First time home buyers guide: All you need to know
By Allstate
Last updated: January 0001
Buying your first home is both exciting and daunting. While you may have a list of must-have features and a vision you can’t wait to realize, it's essential to thoroughly assess your financial readiness. Understanding the different types of loans and payment options, and using tools like our handy mortgage calculator, are critical for a successful homebuying journey. This guide will help you navigate these aspects, ensuring you make informed decisions about what you can realistically afford, and which mortgage options are best suited for your needs.
Work out your credit score
A credit score is a three-digit measurement to determine the likelihood of a person to pay back a loan over time, according to Equifax. When it comes to getting a home loan, the higher your credit score, the better.
There are different scoring models, so yours might vary slightly from company to company, but generally speaking, they’ll look at your complete credit history to see if you’ve been a dependable borrower. Do you use a large percentage of your available credit line on your cards? Do you make on-time payments toward your car loan? Do you have years of proof that you’re a reliable borrower? The answers to these questions can all shape your credit score. Credit score ranges vary depending on the scoring model, but Equifax’s are a good example to look at.
- Poor credit: 300-579
- Fair credit: 580-669
- Good credit: 670-739
- Very good credit: 740-799
- Excellent credit: 800-850
Though it may seem like a long journey, there are different ways to improve your credit score. The first and obvious one is making your payments on time, advises to Bankrate. Also, keep your outstanding balances low. Your credit utilization ratio describes how close your outstanding balance is to your credit card limit. This requires monitoring your payments and making said payments on time. Many free services help you monitor your credit.
Additionally, be mindful of how much credit you apply for, says the Consumer Financial Protection Bureau (CFPB). Lenders may be apprehensive if you apply for a lot of credit, as it may signal financial hardship.
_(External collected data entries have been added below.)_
use emulator_common::{
    protocol_params::{ProtocolParamType, ProtocolParams},
    rational_number::{fraction_at_least, RationalNumber},
    Committee, GovernanceAction, VoteCount, VoteResult,
};
use std::cmp::max;
use tracing::warn;

/// What a proposal is measured against at ratification time
#[derive(Debug, Clone, Copy)]
pub struct VotingRules<'a> {
    pub params: &'a ProtocolParams,
    pub committee: &'a Committee,
    pub bootstrap: bool,
}

impl<'a> VotingRules<'a> {
    pub fn new(params: &'a ProtocolParams, committee: &'a Committee, bootstrap: bool) -> Self {
        Self {
            params,
            committee,
            bootstrap,
        }
    }

    /// Computes the fraction of cast yes/no votes needed to accept `action`, for each
    /// class of voter. A zero threshold means the class is not consulted.
    pub fn get_action_thresholds(&self, action: &GovernanceAction) -> VoteResult<RationalNumber> {
        let d = &self.params.drep_voting_thresholds;
        let p = &self.params.pool_voting_thresholds;
        let c = &self.committee.threshold;
        let zero = RationalNumber::from_integer(0);
        let one = RationalNumber::from_integer(1);

        match action {
            GovernanceAction::ParameterChange(action) => {
                let param_types = action.protocol_param_update.param_types();

                let mut p_th = zero;
                let mut d_th = zero;

                if param_types.contains(ProtocolParamType::SecurityProperty) {
                    p_th = p.security_voting_threshold;
                }
                if param_types.contains(ProtocolParamType::EconomicGroup) {
                    d_th = max(d_th, d.pp_economic_group);
                }
                if param_types.contains(ProtocolParamType::NetworkGroup) {
                    d_th = max(d_th, d.pp_network_group);
                }
                if param_types.contains(ProtocolParamType::TechnicalGroup) {
                    d_th = max(d_th, d.pp_technical_group);
                }
                if param_types.contains(ProtocolParamType::GovernanceGroup) {
                    d_th = max(d_th, d.pp_governance_group);
                }

                VoteResult::new(*c, d_th, p_th)
            }
            GovernanceAction::HardForkInitiation(_) => {
                VoteResult::new(*c, d.hard_fork_initiation, p.hard_fork_initiation)
            }
            GovernanceAction::TreasuryWithdrawals(_) => {
                VoteResult::new(*c, d.treasury_withdrawal, zero)
            }
            GovernanceAction::NoConfidence(_) => {
                VoteResult::new(zero, d.motion_no_confidence, p.motion_no_confidence)
            }
            GovernanceAction::UpdateCommittee(_) => {
                if self.committee.is_empty() {
                    VoteResult::new(zero, d.committee_no_confidence, p.committee_no_confidence)
                } else {
                    VoteResult::new(zero, d.committee_normal, p.committee_normal)
                }
            }
            GovernanceAction::NewConstitution(_) => {
                VoteResult::new(*c, d.update_constitution, zero)
            }
            GovernanceAction::Information => VoteResult::new(zero, one, one),
        }
    }

    /// `yes / (yes + no) >= threshold` in every consulted class.
    /// While bootstrapping only parameter changes, hard forks and info can pass.
    pub fn compare_votes(
        &self,
        action: &GovernanceAction,
        votes: &VoteResult<VoteCount>,
        threshold: &VoteResult<RationalNumber>,
    ) -> bool {
        if self.bootstrap && !action.allowed_in_bootstrap() {
            warn!(
                "Action {} cannot be ratified while governance is bootstrapping",
                action.get_action_name()
            );
            return false;
        }

        let passes = |count: &VoteCount, th: &RationalNumber| {
            *th.numer() == 0 || fraction_at_least(count.yes, count.no, th)
        };

        passes(&votes.committee, &threshold.committee)
            && passes(&votes.drep, &threshold.drep)
            && passes(&votes.pool, &threshold.pool)
    }
}
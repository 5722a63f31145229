//! Pending block: UTxO changes of accepted transactions, applied on the next clock advance
use crate::state::{UTxOLookup, UTxOStore};
use anyhow::{bail, Result};
use emulator_common::{PlutusData, TxHash, TxOutput, UTxOIdentifier};
use std::collections::{HashMap, HashSet};
use tracing::{debug, info};

/// UTxO changes of one accepted transaction
#[derive(Debug, Clone)]
pub struct PendingTx {
    pub tx_hash: TxHash,
    pub consumes: Vec<UTxOIdentifier>,
    pub produces: Vec<(UTxOIdentifier, TxOutput)>,
    pub datums: Vec<PlutusData>,
}

#[derive(Debug, Default)]
pub struct Mempool {
    /// Staged transactions in submission order
    pending: Vec<PendingTx>,

    /// Inputs consumed by any pending transaction
    spent: HashSet<UTxOIdentifier>,

    /// Outputs created by pending transactions and not yet spent by a later one
    produced: HashMap<UTxOIdentifier, TxOutput>,
}

impl Mempool {
    pub fn new() -> Self {
        Self::default()
    }

    /// Stage a transaction behind the ones already pending
    pub fn stage(&mut self, tx: PendingTx) -> Result<()> {
        if self.is_pending(&tx.tx_hash) {
            bail!("Transaction {} is already pending", tx.tx_hash);
        }
        if let Some(input) = tx.consumes.iter().find(|i| self.spent.contains(i)) {
            bail!("Input {input} is already spent by a pending transaction");
        }

        for input in &tx.consumes {
            self.spent.insert(*input);
            self.produced.remove(input);
        }
        for (key, output) in &tx.produces {
            self.produced.insert(*key, output.clone());
        }
        debug!(
            "Staged {}: {} inputs, {} outputs",
            tx.tx_hash,
            tx.consumes.len(),
            tx.produces.len()
        );
        self.pending.push(tx);
        Ok(())
    }

    pub fn is_pending(&self, tx_hash: &TxHash) -> bool {
        self.pending.iter().any(|tx| &tx.tx_hash == tx_hash)
    }

    pub fn len(&self) -> usize {
        self.pending.len()
    }

    pub fn is_empty(&self) -> bool {
        self.pending.is_empty()
    }

    /// Apply every pending transaction to the store in submission order, emptying the pool.
    /// Returns the flushed transaction ids.
    pub fn flush(&mut self, store: &mut UTxOStore) -> Result<Vec<TxHash>> {
        let pending = std::mem::take(&mut self.pending);
        self.spent.clear();
        self.produced.clear();

        let mut flushed = Vec::with_capacity(pending.len());
        for tx in pending {
            for input in &tx.consumes {
                store.delete_utxo(input)?;
            }
            for (key, output) in tx.produces {
                store.add_utxo(key, output)?;
            }
            for datum in tx.datums {
                store.add_datum(datum);
            }
            flushed.push(tx.tx_hash);
        }

        if !flushed.is_empty() {
            info!("Flushed {} transactions, {} UTxOs unspent", flushed.len(), store.len());
        }
        Ok(flushed)
    }

    /// The store as it will look once the pending block is flushed
    pub fn view<'a>(&'a self, store: &'a UTxOStore) -> PendingView<'a> {
        PendingView {
            store,
            mempool: self,
        }
    }
}

/// Store overlaid with the pending block
pub struct PendingView<'a> {
    store: &'a UTxOStore,
    mempool: &'a Mempool,
}

impl UTxOLookup for PendingView<'_> {
    fn lookup_utxo(&self, key: &UTxOIdentifier) -> Option<TxOutput> {
        if self.mempool.spent.contains(key) {
            return None;
        }
        match self.mempool.produced.get(key) {
            Some(output) => Some(output.clone()),
            None => self.store.lookup_utxo(key),
        }
    }
}
//! Ledger emulator governance state module
//! Proposals and votes, the constitutional committee and constitution, and the
//! ratification and enactment run at each epoch boundary

mod committee;
mod conway_voting;
mod state;
mod voting_state;

pub use committee::CommitteeState;
pub use conway_voting::{committee_hot_credential, Proposal};
pub use state::{EnactContext, EpochOutcome, State as GovernanceState};
pub use voting_state::VotingRules;
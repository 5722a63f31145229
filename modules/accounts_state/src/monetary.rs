//! Emulator AccountsState: pots (deposits, fees, treasury) and their epoch transfer

use anyhow::{anyhow, bail, Result};
use emulator_common::{
    rational_number::{mul_floor, RationalNumber},
    Lovelace,
};
use tracing::info;

/// Global account pots
#[derive(Debug, Default, Clone, Copy, PartialEq, Eq, serde::Serialize, serde::Deserialize)]
pub struct Pots {
    /// Deposits held for registered stake addresses, pools, DReps and proposals
    pub deposits: Lovelace,

    /// Fees collected since the last epoch transfer
    pub fees: Lovelace,

    /// Treasury
    pub treasury: Lovelace,
}

/// Add to a pot, failing on overflow
pub(crate) fn credit(pot: &mut Lovelace, name: &str, amount: Lovelace) -> Result<()> {
    *pot = pot
        .checked_add(amount)
        .ok_or_else(|| anyhow!("{name} pot overflow adding {amount} to {pot}"))?;
    Ok(())
}

/// Take from a pot, failing if it does not hold enough
pub(crate) fn debit(pot: &mut Lovelace, name: &str, amount: Lovelace) -> Result<()> {
    if amount > *pot {
        bail!("{name} pot underflow taking {amount} from {pot}");
    }
    *pot -= amount;
    Ok(())
}

/// Treasury share of the fee pot, rounded down
pub fn treasury_fee_cut(pots: &Pots, share: &RationalNumber) -> Result<Lovelace> {
    mul_floor(pots.fees, share)
}

/// Move the treasury share of the fee pot into the treasury; the remainder stays behind.
/// Returns the updated pots.
pub fn calculate_fee_transfer(old_pots: &Pots, share: &RationalNumber) -> Result<Pots> {
    let mut new_pots = *old_pots;
    let cut = treasury_fee_cut(old_pots, share)?;

    debit(&mut new_pots.fees, "Fees", cut)?;
    credit(&mut new_pots.treasury, "Treasury", cut)?;

    info!(fees = old_pots.fees, %share, cut, treasury = new_pots.treasury, "Treasury:");
    Ok(new_pots)
}
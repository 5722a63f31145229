use anyhow::{bail, Result};
use config::Config;
use tracing::info;

use crate::{
    address::NetworkId,
    calculations::{SlotConfig, DEFAULT_SLOTS_PER_EPOCH, DEFAULT_SLOT_LENGTH_MS},
    protocol_params::{MinFeeReferenceScripts, ProtocolParams},
    rational_number::{rational_number_from_str, RationalNumber},
};

pub const CONFIG_KEY_NETWORK: &str = "network";
pub const CONFIG_KEY_SLOT_ZERO_TIME: &str = "slot.zero-time";
pub const CONFIG_KEY_SLOT_ZERO_SLOT: &str = "slot.zero-slot";
pub const CONFIG_KEY_SLOT_LENGTH: &str = "slot.length";
pub const CONFIG_KEY_SLOTS_PER_EPOCH: &str = "slot.per-epoch";
pub const CONFIG_KEY_BLOCK_INTERVAL_MS: &str = "block.interval-ms";
pub const CONFIG_KEY_BOOTSTRAP: &str = "governance.bootstrap";
pub const CONFIG_KEY_TREASURY_FEE_SHARE: &str = "governance.treasury-fee-share";
pub const CONFIG_KEY_INITIAL_TREASURY: &str = "treasury.initial";
pub const CONFIG_KEY_REF_SCRIPT_FEE_BASE: &str = "ref-script-fee.base";
pub const CONFIG_KEY_REF_SCRIPT_FEE_RANGE: &str = "ref-script-fee.range";
pub const CONFIG_KEY_REF_SCRIPT_FEE_MULTIPLIER: &str = "ref-script-fee.multiplier";

pub const DEFAULT_BLOCK_INTERVAL_MS: u64 = 20_000;

/// Everything the emulator needs at construction
#[derive(Debug, Clone, PartialEq, Eq)]
pub struct EmulatorConfig {
    pub network: NetworkId,
    pub slot: SlotConfig,
    pub block_interval_ms: u64,
    pub bootstrap: bool,
    pub treasury_fee_share: RationalNumber,
    pub initial_treasury: u64,
    pub ref_script_fee: MinFeeReferenceScripts,
    pub protocol_params: ProtocolParams,
}

impl Default for EmulatorConfig {
    fn default() -> Self {
        Self {
            network: NetworkId::Testnet,
            slot: SlotConfig::default(),
            block_interval_ms: DEFAULT_BLOCK_INTERVAL_MS,
            bootstrap: true,
            treasury_fee_share: RationalNumber::from_integer(1),
            initial_treasury: 0,
            ref_script_fee: MinFeeReferenceScripts::default(),
            protocol_params: ProtocolParams::default(),
        }
    }
}

impl EmulatorConfig {
    /// Read every key with its default; only malformed fractions are errors
    pub fn from_config(config: &Config) -> Result<Self> {
        let defaults = Self::default();
        let rational = |key: &str, default: &RationalNumber| -> Result<RationalNumber> {
            match config.get_string(key) {
                Ok(text) => rational_number_from_str(&text),
                Err(_) => Ok(*default),
            }
        };

        let slot = SlotConfig {
            zero_time: config.get::<u64>(CONFIG_KEY_SLOT_ZERO_TIME).unwrap_or(0),
            zero_slot: config.get::<u64>(CONFIG_KEY_SLOT_ZERO_SLOT).unwrap_or(0),
            slot_length: config.get::<u64>(CONFIG_KEY_SLOT_LENGTH).unwrap_or(DEFAULT_SLOT_LENGTH_MS),
            slots_per_epoch: config
                .get::<u64>(CONFIG_KEY_SLOTS_PER_EPOCH)
                .unwrap_or(DEFAULT_SLOTS_PER_EPOCH),
        };

        let ref_script_fee = MinFeeReferenceScripts {
            base: rational(CONFIG_KEY_REF_SCRIPT_FEE_BASE, &defaults.ref_script_fee.base)?,
            range: config
                .get::<u64>(CONFIG_KEY_REF_SCRIPT_FEE_RANGE)
                .unwrap_or(defaults.ref_script_fee.range),
            multiplier: rational(
                CONFIG_KEY_REF_SCRIPT_FEE_MULTIPLIER,
                &defaults.ref_script_fee.multiplier,
            )?,
        };

        let parsed = Self {
            network: config.get::<NetworkId>(CONFIG_KEY_NETWORK).unwrap_or(defaults.network),
            slot,
            block_interval_ms: config
                .get::<u64>(CONFIG_KEY_BLOCK_INTERVAL_MS)
                .unwrap_or(DEFAULT_BLOCK_INTERVAL_MS),
            bootstrap: config.get::<bool>(CONFIG_KEY_BOOTSTRAP).unwrap_or(true),
            treasury_fee_share: rational(
                CONFIG_KEY_TREASURY_FEE_SHARE,
                &defaults.treasury_fee_share,
            )?,
            initial_treasury: config.get::<u64>(CONFIG_KEY_INITIAL_TREASURY).unwrap_or(0),
            ref_script_fee,
            protocol_params: defaults.protocol_params,
        };
        parsed.validate()?;
        info!(
            network = ?parsed.network,
            slot_length = parsed.slot.slot_length,
            slots_per_epoch = parsed.slot.slots_per_epoch,
            treasury_fee_share = %parsed.treasury_fee_share,
            "Loaded emulator configuration"
        );
        Ok(parsed)
    }

    /// Reject settings the ledger cannot run with
    pub fn validate(&self) -> Result<()> {
        if self.slot.slot_length == 0 {
            bail!("{CONFIG_KEY_SLOT_LENGTH} must be positive");
        }
        if self.slot.slots_per_epoch == 0 {
            bail!("{CONFIG_KEY_SLOTS_PER_EPOCH} must be positive");
        }
        if self.treasury_fee_share > RationalNumber::from_integer(1) {
            bail!(
                "{CONFIG_KEY_TREASURY_FEE_SHARE} {} is more than the whole fee pot",
                self.treasury_fee_share
            );
        }
        Ok(())
    }
}
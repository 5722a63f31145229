//! What validation reads, and what an accepted transaction changes

use emulator_common::{
    protocol_params::{MinFeeReferenceScripts, ProtocolParams},
    Epoch, GovActionId, Lovelace, NetworkId, PlutusData, ProposalProcedure, Slot, TxHash,
    TxOutput, UTxOIdentifier, Voter, VotingProcedure,
};
use emulator_module_accounts_state::AccountsState;
use emulator_module_drep_state::DRepState;
use emulator_module_governance_state::{CommitteeState, GovernanceState};
use emulator_module_utxo_state::{PendingTx, UTxOLookup};

/// Read-only view of the ledger a transaction is validated against
pub struct LedgerContext<'a, L: UTxOLookup> {
    /// Unspent outputs, including those of transactions still pending in the block
    pub utxos: &'a L,
    pub accounts: &'a AccountsState,
    pub dreps: &'a DRepState,
    pub governance: &'a GovernanceState,
    pub params: &'a ProtocolParams,
    pub ref_script_fee: &'a MinFeeReferenceScripts,
    pub network: NetworkId,

    /// Current slot, checked against the validity interval
    pub slot: Slot,
    pub epoch: Epoch,
}

impl<'a, L: UTxOLookup> LedgerContext<'a, L> {
    /// Clones of the mutable registries, for certificates and withdrawals to run against
    pub fn scratch(&self) -> ScratchLedger {
        ScratchLedger {
            accounts: self.accounts.clone(),
            dreps: self.dreps.clone(),
            committee: self.governance.committee().clone(),
        }
    }
}

/// Registry state as it would be after the transaction. Dropped if validation fails,
/// swapped in when the transaction is accepted.
#[derive(Debug, Clone)]
pub struct ScratchLedger {
    pub accounts: AccountsState,
    pub dreps: DRepState,
    pub committee: CommitteeState,
}

/// Every effect of an accepted transaction, ready to be committed
#[derive(Debug, Clone)]
pub struct StagedDelta {
    pub tx_hash: TxHash,
    pub consumes: Vec<UTxOIdentifier>,
    pub produces: Vec<(UTxOIdentifier, TxOutput)>,
    pub datums: Vec<PlutusData>,
    pub fee: Lovelace,
    pub donation: Lovelace,
    pub proposals: Vec<(GovActionId, ProposalProcedure)>,
    pub votes: Vec<(Voter, GovActionId, VotingProcedure)>,

    /// Registries with withdrawals, certificates, deposits, fee and donation applied
    pub ledger: ScratchLedger,
}

impl StagedDelta {
    /// UTxO part of the delta, for the pending block
    pub fn pending_tx(&self) -> PendingTx {
        PendingTx {
            tx_hash: self.tx_hash,
            consumes: self.consumes.clone(),
            produces: self.produces.clone(),
            datums: self.datums.clone(),
        }
    }
}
A long history of credit goes a long way when it comes to credit scoring formulas. By consistently paying your loans on time, keeping your credit utilization ratio low and doing so over a long period of time, lenders will be more likely to trust you to stay on top of payments.
Understand what type of home works for you
Gauging the right home for you depends on multiple factors and how they align with your personal taste, location preference and financial situation. If you’re a family with young kids, the quality of schools in your area may be a factor. Commute time is also another thing to consider.
Then, of course, is the home itself. Single family homes tend to come with steeper costs upfront compared to condos, according to Forbes. Not to mention, more maintenance responsibilities given that you’ll own the building in its entirety, plus the surrounding property. Conversely, while condo ownership typically encompasses only the interior (from the wall studs in), you’ll likely be faced with homeowners association fees to cover the upkeep of common areas.
Other variables to mull over are energy efficiency, the newness of the home construction, overall design vision and square footage, to name a few.
Additionally, have a long-term vision, advises US News. Will you want to make renovations or updates down the line and are those updates doable given the current condition of the house? Moreover, if you can imagine yourself living in that home a decade from now, then it may be right for you.
Know how much you can afford (with our calculator)
It goes without saying, budgetary considerations are paramount when it comes to buying a house. You need to know how much you can afford before the house search begins, says Freddie Mac. And luckily our mortgage affordability calculator can be a great place to start getting an idea of what you can comfortably afford.
Knowing what you can afford can help begin to narrow down your search and focus in on the type of home that suits you best.
Compare mortgage options and rates
Once you’ve zeroed in on a price range, you can begin comparing mortgage options and rates. You’ll want to familiarize yourself with different loan types and the pros and cons of each.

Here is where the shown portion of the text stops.